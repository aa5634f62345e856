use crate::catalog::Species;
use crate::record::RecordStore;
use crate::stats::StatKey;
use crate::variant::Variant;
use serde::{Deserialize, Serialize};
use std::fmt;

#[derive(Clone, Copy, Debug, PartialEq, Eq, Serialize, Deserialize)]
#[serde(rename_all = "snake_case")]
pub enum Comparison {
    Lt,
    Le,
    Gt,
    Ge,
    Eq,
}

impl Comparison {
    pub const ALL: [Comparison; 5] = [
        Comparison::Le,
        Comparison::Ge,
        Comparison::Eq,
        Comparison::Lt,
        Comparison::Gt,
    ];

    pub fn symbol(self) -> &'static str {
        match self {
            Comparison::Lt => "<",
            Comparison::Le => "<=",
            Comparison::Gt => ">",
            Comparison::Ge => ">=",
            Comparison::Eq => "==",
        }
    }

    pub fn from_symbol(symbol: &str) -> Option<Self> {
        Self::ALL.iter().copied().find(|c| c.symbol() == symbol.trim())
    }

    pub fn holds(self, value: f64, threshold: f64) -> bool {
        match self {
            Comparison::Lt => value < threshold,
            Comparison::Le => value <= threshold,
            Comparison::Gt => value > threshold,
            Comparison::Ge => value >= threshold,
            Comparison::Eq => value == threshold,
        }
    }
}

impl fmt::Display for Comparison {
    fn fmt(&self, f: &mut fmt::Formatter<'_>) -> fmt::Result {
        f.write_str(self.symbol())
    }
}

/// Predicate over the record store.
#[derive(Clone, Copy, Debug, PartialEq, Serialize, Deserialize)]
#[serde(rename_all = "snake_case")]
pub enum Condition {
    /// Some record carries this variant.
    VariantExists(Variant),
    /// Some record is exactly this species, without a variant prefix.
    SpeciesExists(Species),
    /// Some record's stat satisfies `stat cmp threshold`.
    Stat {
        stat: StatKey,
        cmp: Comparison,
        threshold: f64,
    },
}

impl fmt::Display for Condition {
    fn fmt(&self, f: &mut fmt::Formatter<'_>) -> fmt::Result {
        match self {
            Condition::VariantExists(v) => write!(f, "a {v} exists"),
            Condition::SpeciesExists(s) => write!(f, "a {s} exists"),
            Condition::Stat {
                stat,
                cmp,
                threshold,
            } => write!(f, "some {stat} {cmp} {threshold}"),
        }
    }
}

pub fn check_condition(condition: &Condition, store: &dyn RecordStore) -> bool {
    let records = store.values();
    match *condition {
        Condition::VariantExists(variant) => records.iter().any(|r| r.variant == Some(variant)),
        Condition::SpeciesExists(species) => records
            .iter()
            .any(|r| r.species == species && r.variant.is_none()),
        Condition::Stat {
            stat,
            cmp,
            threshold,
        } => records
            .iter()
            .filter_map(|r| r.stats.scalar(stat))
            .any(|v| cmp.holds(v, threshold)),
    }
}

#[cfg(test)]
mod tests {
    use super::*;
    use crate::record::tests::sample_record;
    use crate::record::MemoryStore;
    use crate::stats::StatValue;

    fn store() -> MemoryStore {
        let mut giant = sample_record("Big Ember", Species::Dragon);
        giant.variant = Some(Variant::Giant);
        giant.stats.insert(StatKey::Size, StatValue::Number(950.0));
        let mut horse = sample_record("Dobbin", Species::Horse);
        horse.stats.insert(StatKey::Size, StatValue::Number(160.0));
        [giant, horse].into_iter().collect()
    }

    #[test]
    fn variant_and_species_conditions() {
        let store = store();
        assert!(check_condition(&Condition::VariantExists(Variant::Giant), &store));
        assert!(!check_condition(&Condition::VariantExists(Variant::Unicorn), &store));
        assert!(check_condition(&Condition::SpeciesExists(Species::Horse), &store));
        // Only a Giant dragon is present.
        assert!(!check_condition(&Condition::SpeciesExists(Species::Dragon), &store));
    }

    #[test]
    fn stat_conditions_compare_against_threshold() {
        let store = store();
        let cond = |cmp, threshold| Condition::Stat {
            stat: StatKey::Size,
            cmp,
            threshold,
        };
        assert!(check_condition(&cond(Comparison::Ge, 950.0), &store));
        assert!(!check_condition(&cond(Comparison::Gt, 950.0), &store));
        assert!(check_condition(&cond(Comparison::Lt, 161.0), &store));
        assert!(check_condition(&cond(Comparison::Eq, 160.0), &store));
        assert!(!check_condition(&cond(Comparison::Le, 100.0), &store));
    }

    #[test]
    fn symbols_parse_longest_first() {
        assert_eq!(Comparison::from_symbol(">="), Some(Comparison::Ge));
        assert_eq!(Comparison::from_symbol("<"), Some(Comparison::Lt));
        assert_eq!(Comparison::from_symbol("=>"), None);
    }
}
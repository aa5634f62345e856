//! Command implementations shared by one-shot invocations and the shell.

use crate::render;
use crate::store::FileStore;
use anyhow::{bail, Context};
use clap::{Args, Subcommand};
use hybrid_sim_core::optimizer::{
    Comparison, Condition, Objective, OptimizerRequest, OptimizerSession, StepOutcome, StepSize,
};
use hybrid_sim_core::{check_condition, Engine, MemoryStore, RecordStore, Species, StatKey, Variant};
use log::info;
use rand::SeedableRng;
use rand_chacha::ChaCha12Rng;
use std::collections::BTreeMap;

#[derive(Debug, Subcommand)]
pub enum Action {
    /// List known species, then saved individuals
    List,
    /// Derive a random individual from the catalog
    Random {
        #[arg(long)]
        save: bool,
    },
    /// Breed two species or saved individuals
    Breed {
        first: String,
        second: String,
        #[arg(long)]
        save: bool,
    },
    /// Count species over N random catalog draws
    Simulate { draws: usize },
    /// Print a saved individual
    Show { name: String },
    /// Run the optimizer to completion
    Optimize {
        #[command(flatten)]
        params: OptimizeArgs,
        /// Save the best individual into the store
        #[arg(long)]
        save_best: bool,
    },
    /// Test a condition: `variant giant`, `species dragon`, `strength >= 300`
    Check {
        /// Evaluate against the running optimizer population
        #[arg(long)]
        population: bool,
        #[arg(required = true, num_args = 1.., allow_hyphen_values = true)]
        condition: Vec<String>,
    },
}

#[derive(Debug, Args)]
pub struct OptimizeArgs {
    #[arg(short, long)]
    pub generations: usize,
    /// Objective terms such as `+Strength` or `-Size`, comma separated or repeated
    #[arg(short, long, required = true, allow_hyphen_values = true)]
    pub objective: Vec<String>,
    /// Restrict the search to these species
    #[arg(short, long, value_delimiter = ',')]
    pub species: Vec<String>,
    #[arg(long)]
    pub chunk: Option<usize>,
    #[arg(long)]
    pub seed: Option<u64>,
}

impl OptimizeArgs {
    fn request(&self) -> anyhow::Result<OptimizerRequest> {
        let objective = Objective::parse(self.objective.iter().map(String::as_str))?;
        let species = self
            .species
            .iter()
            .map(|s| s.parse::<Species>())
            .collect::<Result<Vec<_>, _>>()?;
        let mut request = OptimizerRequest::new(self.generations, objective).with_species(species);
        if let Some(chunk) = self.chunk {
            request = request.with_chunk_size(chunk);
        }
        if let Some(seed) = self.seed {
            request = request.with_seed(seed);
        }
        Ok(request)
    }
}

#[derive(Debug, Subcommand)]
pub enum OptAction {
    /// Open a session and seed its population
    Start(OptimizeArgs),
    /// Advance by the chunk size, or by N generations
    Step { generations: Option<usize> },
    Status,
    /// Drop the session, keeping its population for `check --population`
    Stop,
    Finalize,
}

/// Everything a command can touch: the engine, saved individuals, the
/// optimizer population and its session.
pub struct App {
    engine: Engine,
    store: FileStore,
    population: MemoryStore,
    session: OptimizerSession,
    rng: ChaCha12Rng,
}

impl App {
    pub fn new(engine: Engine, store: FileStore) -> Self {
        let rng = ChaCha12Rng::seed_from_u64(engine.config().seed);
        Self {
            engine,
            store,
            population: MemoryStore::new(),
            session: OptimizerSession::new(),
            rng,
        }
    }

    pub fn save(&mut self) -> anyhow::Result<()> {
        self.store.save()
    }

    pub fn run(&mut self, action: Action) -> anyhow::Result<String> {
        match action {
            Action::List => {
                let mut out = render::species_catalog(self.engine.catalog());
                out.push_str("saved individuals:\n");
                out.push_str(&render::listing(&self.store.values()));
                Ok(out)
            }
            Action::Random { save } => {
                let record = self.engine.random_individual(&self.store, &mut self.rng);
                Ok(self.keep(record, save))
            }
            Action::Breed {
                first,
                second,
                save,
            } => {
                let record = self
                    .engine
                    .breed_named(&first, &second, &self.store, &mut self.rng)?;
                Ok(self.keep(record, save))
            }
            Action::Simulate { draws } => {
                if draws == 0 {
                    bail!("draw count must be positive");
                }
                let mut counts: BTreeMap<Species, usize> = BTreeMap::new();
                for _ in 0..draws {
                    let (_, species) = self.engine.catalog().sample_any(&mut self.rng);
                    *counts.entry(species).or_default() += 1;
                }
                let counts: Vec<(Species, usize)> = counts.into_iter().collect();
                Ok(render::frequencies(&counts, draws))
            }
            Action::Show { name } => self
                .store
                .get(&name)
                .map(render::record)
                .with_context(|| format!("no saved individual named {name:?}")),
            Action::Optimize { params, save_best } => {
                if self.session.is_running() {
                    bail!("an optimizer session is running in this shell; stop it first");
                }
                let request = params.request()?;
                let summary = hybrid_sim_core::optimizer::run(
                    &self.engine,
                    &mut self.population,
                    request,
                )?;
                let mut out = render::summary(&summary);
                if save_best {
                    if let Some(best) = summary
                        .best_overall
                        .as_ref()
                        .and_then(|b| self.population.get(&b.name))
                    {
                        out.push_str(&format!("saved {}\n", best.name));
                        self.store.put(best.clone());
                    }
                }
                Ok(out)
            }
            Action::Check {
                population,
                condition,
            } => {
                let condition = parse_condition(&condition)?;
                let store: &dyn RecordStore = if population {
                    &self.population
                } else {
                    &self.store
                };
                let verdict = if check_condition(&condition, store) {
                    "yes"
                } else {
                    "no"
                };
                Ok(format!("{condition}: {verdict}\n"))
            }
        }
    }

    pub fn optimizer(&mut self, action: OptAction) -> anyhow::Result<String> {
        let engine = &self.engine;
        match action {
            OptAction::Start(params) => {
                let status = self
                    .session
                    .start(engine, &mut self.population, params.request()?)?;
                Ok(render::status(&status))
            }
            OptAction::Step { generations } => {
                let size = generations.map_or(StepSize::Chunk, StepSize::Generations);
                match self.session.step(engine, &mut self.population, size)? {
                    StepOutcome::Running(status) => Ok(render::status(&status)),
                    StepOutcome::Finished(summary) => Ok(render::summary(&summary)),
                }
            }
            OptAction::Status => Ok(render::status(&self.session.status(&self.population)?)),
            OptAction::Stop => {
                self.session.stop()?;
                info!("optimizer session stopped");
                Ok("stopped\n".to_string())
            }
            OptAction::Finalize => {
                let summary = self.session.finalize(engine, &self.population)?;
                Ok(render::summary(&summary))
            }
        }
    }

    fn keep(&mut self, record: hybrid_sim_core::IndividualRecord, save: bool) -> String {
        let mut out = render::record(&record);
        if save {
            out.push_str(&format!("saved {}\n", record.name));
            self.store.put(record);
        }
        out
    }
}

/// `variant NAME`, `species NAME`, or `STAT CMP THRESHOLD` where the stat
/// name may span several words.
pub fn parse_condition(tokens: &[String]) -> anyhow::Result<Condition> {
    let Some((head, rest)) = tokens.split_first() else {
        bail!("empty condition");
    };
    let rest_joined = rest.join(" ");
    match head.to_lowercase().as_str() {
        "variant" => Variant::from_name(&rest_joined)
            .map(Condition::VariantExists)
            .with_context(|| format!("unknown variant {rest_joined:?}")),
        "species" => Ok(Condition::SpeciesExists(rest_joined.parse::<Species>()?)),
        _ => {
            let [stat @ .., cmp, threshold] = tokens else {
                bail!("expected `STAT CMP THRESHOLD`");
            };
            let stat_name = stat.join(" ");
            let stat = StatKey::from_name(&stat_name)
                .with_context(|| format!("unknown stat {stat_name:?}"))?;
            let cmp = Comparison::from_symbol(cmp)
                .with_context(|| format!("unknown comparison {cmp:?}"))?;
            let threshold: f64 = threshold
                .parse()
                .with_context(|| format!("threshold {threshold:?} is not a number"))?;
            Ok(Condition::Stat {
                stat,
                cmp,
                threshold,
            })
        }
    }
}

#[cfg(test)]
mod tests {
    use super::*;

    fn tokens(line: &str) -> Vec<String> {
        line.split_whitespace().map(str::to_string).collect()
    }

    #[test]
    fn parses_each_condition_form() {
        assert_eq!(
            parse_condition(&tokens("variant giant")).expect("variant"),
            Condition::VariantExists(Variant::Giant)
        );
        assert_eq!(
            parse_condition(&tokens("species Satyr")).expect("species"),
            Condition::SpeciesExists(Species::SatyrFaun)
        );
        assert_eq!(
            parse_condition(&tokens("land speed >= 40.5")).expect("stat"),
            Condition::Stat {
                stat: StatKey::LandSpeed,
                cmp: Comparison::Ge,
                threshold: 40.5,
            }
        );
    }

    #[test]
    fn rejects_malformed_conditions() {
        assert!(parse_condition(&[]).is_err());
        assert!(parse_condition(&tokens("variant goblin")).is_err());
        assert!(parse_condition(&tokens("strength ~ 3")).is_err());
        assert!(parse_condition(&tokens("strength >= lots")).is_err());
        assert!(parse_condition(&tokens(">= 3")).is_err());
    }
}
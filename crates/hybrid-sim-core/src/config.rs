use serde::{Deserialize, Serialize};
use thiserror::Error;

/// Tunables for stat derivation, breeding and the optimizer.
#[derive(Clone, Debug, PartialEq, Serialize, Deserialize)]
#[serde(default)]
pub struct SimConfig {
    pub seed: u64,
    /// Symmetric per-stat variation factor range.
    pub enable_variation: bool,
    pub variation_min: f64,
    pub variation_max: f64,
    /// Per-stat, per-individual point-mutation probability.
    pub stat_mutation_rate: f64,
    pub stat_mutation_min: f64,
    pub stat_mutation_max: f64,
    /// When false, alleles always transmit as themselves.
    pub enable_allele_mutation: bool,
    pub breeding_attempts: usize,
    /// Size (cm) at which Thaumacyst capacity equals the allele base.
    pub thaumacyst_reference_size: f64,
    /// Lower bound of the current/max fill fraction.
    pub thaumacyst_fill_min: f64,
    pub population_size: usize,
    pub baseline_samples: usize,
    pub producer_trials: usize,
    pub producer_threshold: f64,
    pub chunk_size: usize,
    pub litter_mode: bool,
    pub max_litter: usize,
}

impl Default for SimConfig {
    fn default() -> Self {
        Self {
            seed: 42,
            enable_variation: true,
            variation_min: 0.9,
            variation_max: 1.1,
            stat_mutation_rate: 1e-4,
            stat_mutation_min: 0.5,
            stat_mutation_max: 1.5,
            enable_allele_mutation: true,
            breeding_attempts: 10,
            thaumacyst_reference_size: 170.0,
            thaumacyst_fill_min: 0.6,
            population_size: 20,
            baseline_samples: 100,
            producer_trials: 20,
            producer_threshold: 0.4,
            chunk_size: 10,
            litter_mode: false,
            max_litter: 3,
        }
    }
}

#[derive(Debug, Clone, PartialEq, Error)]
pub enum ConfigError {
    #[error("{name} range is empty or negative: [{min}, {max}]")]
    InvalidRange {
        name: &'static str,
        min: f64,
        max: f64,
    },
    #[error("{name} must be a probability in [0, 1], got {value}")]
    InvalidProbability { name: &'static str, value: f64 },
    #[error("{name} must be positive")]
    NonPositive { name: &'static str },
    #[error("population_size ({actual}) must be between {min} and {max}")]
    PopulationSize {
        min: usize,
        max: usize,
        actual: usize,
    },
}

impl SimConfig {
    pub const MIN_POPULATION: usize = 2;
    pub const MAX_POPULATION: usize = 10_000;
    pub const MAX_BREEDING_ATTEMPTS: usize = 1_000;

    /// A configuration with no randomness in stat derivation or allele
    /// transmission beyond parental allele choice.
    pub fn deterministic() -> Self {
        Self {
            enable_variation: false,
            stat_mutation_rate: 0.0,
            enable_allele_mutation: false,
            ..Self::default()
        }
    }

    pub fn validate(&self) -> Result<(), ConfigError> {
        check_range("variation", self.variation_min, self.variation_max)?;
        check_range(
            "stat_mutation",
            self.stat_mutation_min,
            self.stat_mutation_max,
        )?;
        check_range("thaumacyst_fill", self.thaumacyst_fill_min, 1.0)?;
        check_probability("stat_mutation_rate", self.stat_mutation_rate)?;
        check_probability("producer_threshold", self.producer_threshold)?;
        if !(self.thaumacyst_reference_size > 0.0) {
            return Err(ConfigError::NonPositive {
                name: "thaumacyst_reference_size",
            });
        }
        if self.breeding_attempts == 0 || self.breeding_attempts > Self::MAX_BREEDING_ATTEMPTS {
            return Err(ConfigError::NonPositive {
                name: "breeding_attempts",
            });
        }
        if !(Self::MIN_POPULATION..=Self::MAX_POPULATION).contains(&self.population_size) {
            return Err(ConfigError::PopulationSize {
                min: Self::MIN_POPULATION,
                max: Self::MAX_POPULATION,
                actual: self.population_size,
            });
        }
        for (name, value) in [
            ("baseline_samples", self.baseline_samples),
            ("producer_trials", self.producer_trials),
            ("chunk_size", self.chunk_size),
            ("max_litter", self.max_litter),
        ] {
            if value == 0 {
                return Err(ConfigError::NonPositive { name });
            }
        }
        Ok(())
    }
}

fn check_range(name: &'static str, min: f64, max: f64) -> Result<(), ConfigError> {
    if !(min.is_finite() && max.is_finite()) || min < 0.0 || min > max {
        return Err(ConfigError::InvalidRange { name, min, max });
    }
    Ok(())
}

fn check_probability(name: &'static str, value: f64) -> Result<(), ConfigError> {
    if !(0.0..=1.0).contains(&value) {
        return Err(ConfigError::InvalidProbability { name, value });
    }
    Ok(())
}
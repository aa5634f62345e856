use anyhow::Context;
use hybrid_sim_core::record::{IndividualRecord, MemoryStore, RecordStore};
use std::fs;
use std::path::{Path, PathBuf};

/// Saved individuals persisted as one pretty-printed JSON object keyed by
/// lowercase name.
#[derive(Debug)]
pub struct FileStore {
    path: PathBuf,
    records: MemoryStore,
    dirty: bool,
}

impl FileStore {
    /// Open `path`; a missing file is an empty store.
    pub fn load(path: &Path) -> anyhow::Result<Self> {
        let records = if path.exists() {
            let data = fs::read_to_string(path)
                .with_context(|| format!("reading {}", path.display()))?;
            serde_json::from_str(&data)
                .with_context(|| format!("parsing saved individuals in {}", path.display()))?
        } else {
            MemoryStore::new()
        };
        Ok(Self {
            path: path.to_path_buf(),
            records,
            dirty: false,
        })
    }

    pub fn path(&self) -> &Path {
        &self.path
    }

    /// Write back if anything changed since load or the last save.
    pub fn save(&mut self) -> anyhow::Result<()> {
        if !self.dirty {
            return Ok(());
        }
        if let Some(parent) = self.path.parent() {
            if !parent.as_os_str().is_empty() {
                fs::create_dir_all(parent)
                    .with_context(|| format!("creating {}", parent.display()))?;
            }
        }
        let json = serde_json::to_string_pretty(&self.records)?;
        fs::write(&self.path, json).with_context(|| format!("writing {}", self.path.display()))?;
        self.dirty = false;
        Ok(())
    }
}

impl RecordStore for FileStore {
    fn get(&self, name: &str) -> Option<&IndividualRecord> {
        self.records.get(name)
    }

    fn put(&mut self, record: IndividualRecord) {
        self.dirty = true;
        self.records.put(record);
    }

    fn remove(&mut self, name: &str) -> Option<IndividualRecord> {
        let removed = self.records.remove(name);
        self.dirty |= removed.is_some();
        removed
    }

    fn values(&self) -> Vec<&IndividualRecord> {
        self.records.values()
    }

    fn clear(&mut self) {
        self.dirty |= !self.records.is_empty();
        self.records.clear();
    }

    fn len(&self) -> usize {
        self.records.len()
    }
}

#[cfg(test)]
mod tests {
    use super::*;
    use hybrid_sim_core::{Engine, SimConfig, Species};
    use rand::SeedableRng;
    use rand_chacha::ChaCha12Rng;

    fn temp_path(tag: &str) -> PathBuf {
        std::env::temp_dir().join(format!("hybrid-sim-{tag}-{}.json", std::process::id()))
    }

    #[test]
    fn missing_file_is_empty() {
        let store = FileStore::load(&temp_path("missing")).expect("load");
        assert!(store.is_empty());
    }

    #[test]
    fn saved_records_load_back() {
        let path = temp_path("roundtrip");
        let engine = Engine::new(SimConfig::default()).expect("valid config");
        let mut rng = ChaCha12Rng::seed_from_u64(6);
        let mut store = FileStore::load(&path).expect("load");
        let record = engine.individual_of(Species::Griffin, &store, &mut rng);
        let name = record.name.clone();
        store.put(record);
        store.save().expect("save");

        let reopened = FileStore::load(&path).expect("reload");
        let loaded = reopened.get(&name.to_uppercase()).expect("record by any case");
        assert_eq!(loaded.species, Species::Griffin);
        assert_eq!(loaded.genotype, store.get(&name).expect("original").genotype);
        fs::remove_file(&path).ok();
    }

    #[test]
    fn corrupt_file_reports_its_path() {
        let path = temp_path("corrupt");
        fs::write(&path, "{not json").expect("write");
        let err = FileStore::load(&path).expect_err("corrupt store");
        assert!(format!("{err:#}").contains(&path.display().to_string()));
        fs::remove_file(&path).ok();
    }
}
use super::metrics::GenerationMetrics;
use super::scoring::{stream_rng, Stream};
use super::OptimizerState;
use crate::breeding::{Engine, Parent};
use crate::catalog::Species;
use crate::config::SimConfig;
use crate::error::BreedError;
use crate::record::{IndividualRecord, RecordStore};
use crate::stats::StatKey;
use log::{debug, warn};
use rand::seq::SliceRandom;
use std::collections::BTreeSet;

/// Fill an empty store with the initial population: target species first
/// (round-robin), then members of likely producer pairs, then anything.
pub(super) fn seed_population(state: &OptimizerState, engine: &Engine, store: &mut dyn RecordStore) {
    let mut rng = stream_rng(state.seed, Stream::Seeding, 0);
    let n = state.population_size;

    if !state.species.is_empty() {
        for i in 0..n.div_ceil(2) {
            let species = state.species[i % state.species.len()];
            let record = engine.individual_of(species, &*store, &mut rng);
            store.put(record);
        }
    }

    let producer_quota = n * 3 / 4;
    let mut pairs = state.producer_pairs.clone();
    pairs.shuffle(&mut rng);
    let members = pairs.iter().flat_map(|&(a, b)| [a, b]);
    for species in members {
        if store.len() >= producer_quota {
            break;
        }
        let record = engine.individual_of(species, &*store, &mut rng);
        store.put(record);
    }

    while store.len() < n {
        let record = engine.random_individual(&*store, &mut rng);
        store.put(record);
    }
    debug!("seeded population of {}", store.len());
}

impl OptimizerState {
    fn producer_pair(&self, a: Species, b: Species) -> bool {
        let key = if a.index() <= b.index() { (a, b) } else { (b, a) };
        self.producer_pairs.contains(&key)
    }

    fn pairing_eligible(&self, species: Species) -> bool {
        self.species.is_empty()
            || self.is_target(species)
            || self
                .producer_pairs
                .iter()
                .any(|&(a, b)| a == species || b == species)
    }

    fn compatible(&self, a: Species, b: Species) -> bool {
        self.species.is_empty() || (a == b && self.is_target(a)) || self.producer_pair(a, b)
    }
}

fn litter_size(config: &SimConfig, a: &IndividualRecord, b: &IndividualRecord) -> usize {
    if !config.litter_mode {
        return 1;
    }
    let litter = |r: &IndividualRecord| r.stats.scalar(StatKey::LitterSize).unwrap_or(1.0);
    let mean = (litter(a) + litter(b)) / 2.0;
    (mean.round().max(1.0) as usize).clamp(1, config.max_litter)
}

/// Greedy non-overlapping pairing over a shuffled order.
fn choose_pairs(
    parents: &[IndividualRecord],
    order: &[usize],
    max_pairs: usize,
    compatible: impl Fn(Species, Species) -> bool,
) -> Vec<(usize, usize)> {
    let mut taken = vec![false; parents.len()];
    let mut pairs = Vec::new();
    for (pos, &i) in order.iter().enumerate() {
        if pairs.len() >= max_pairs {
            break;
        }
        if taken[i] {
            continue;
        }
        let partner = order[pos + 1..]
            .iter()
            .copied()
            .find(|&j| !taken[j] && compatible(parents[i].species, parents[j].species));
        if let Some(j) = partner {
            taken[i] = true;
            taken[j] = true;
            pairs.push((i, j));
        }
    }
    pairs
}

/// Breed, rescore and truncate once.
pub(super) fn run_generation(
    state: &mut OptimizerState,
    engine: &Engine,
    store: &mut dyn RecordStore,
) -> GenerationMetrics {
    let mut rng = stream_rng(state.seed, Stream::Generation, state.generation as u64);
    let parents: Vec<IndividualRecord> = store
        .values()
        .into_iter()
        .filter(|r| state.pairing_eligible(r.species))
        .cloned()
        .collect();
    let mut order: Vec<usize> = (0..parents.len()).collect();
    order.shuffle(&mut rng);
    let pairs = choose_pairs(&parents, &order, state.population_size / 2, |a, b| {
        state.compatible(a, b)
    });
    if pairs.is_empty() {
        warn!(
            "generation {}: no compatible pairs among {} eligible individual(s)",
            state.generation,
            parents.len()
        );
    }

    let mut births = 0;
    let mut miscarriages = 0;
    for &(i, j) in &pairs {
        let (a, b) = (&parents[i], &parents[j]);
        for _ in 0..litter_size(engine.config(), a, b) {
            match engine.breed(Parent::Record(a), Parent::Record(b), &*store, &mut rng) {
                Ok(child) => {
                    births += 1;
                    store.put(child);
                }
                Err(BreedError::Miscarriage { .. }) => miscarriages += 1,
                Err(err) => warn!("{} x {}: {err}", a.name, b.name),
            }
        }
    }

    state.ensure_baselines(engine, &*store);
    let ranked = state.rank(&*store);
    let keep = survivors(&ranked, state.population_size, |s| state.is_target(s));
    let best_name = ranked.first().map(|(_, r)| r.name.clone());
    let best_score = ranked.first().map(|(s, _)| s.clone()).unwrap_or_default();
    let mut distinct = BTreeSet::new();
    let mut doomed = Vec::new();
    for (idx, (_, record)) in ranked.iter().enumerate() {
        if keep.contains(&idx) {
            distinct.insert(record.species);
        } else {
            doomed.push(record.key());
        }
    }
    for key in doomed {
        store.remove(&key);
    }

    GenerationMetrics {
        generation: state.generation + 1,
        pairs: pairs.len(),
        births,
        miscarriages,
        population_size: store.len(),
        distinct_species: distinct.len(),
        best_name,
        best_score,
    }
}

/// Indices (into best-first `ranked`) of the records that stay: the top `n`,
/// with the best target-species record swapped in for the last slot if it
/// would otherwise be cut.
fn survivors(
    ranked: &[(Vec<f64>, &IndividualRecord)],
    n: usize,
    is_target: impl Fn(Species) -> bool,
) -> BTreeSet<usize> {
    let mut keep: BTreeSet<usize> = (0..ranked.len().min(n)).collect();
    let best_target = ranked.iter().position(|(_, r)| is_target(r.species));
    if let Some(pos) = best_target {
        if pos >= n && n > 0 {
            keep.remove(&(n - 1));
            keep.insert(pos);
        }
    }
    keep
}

--- --- ---

* Your goal *
Please filter the listing down to lines that include the word "const".

* Written answer *
    pub const ALL: [Comparison; 5] = [
    pub const MIN_POPULATION: usize = 2;
    pub const MAX_POPULATION: usize = 10_000;
    pub const MAX_BREEDING_ATTEMPTS: usize = 1_000;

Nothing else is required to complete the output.